Путь хирурга. Полвека в СССР — страница 38 из 127

На следующий вечер я пошел в театр. Мне повезло — Эмма не была занята в спектакле, сидела одна за кулисами. Я рассказал ей этот эпизод. Чтобы покрасоваться, я не жалел красок, а потом прочитал стихи про тетеревов. Она слушала с вдохновением, как умеют только актеры, и смотрела на меня, как та лебедь. И тогда я решился пригласить ее к себе, на этот раз — только одну. Она в ответ улыбнулась и с профессиональной актерской памятью мило процитировала:

Тот, кто громче поет,

И танцует смелей,

Тот подругу найдет…

А я добавил: «Всех актерок милей!» Кажется, мы понимали друг друга…

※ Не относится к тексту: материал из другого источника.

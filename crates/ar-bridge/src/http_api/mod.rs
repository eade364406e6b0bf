//! Router assembly for the control API. Handlers are split by domain;
//! this module wires them together and owns the middleware stack.

mod activity;
mod issues;
mod misc;
mod projects;
pub mod state;
pub mod types;
mod websocket;

pub use state::ApiState;

use std::sync::Arc;

use axum::{
    routing::{delete, get, post},
    Router,
};
use tower_http::cors::CorsLayer;

/// Build the full API router.
pub fn api_router(state: Arc<ApiState>) -> Router {
    let cors = CorsLayer::new()
        .allow_origin(tower_http::cors::AllowOrigin::predicate(
            |origin: &axum::http::HeaderValue, _| {
                origin
                    .to_str()
                    .map(|o| {
                        o.starts_with("http://localhost")
                            || o.starts_with("http://127.0.0.1")
                            || o.starts_with("https://localhost")
                            || o.starts_with("https://127.0.0.1")
                    })
                    .unwrap_or(false)
            },
        ))
        .allow_methods([
            axum::http::Method::GET,
            axum::http::Method::POST,
            axum::http::Method::DELETE,
        ])
        .allow_headers([axum::http::header::CONTENT_TYPE]);

    Router::new()
        .route("/api/status", get(misc::get_status))
        .route("/api/projects", get(projects::list_projects))
        .route("/api/issues", get(issues::list_issues))
        .route("/api/issues/{id}", get(issues::get_issue_detail))
        .route("/api/issues/{id}", delete(issues::delete_issue))
        .route("/api/issues/{id}/pause", post(issues::pause_issue))
        .route("/api/issues/{id}/resume", post(issues::resume_issue))
        .route("/api/issues/{id}/retry", post(issues::retry_issue))
        .route("/api/issues/{id}/transition", post(issues::transition_issue))
        .route("/api/issues/{id}/transitions", get(issues::list_transitions))
        .route("/api/issues/{id}/reset", post(issues::reset_issue_fields))
        .route("/api/activity", get(activity::recent_activity))
        .route("/api/cc-usage", get(misc::get_cc_usage))
        .route("/api/ws", get(websocket::ws_handler))
        .layer(cors)
        .with_state(state)
}
//! Code-host client interface and the poller that watches open pull
//! requests for reviews, checks, merges, and base movement.

mod github;
mod poller;

pub use github::GitHubClient;
pub use poller::HostPoller;

use async_trait::async_trait;

use crate::types::{CreatedPr, HostReview};

#[derive(Debug, thiserror::Error)]
pub enum HostError {
    #[error("host api error: {0}")]
    Api(#[from] octocrab::Error),
    #[error("host protocol error: {0}")]
    Protocol(String),
}

pub type Result<T> = std::result::Result<T, HostError>;

/// The capability surface the kernel needs from the code host.
#[async_trait]
pub trait HostClient: Send + Sync {
    async fn open_pull_request(
        &self,
        owner: &str,
        repo: &str,
        title: &str,
        body: &str,
        head: &str,
        base: &str,
    ) -> Result<CreatedPr>;

    /// The newest review on the PR, if any reviews exist.
    async fn latest_review(&self, owner: &str, repo: &str, pr_number: u64)
        -> Result<Option<HostReview>>;

    /// Current head commit of the PR branch.
    async fn head_sha(&self, owner: &str, repo: &str, pr_number: u64) -> Result<String>;

    /// True when any check run for the given commit concluded unsuccessfully.
    async fn checks_failing(&self, owner: &str, repo: &str, sha: &str) -> Result<bool>;

    async fn pr_merged(&self, owner: &str, repo: &str, pr_number: u64) -> Result<bool>;

    /// True when the base branch has commits the PR head does not.
    async fn base_advanced(&self, owner: &str, repo: &str, pr_number: u64) -> Result<bool>;
}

Прошло четыре недели, как я подал бумаги в суд. К моему удивлению, за день до суда министр отменил свой приказ и меня позвали обратно на работу. Оказалось, он выяснил, что по закону должен был проиграть. Друзья встретили меня радостно, но старшее поколение врачей косились, как на возмутителя спокойствия. Вася Броневой на радостях напился. С того времени я приобрел врага в лице своего министра. Теперь мне надо было быть осторожным, чтобы не дать ему повод для мести. И действительно вскоре он послал меня на север, но временно— заменить уехавшего на военный сбор районного хирурга Бондарчука в заштатном городке Пудоже. Жалко было покидать Эмму в самом начале романа. Но отказаться от командировки я не мог.

Глухомань бездорожная

Ох и худо же

В нашем Пудоже.

Из песни местных врачей

Узнав, что я должен ехать в Пудож, Вася Броневой воскликнул:

— Я полечу с тобой. Выпишу себе командировку на неделю-другую. Вообще-то я там был недавно — дыра ужасная. Но там я встретил одну бабу — она в Пудоже вторым секретарем райкома, из комсомольских выдвиженцев. Ох и баба! Незамужняя. А с местными мужиками ей трахаться не по чину. Я так понял, что она не против, чтобы я ее шпокнул.

— Вася, шпокнул или трахнул?

— Сначала я ее шпокну, а потом стану трахать. Так подойдет, а? — подмигнул он.

Городок Пудож находится на самом дальнем от цивилизации конце громадного Онежского озера — в Заонежье. Из-за заболоченности и отдаленности эти места всегда были труднодоступной частью России. В древности туда уходили раскольники-староверы от преследований церковных властей. Достать их там было трудно. А если находили, то староверы собирались в одной избе и сами себя сжигали. В тех местах происходит часть действия оперы Мусоргского «Хованщина», о временах до Петра Первого, когда глава староверов Досифей сжигает себя и свою епархию.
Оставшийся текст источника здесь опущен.